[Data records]
^^^^^^^^

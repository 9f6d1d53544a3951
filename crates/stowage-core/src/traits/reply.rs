// SPDX-FileCopyrightText: 2026 Stowage Contributors
// SPDX-License-Identifier: MIT OR Apache-2.0

//! Reply surface for a command invocation.

use async_trait::async_trait;

use crate::error::StowageError;

/// The editable reply attached to one command invocation.
///
/// A command either answers once with [`respond`](ReplySurface::respond), or
/// calls [`defer`](ReplySurface::defer) and then overwrites the deferred
/// reply any number of times with [`edit`](ReplySurface::edit).
#[async_trait]
pub trait ReplySurface: Send + Sync {
    /// Sends the initial reply. Ephemeral replies are visible to the invoker only.
    async fn respond(&self, content: &str, ephemeral: bool) -> Result<(), StowageError>;

    /// Acknowledges the invocation, showing a "thinking" placeholder.
    async fn defer(&self) -> Result<(), StowageError>;

    /// Replaces the content of the deferred reply.
    async fn edit(&self, content: &str) -> Result<(), StowageError>;
}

^^^^^^^^

Identify every line above with the string "Result" in it. Copy those lines.

    async fn respond(&self, content: &str, ephemeral: bool) -> Result<(), StowageError>;
    async fn defer(&self) -> Result<(), StowageError>;
    async fn edit(&self, content: &str) -> Result<(), StowageError>;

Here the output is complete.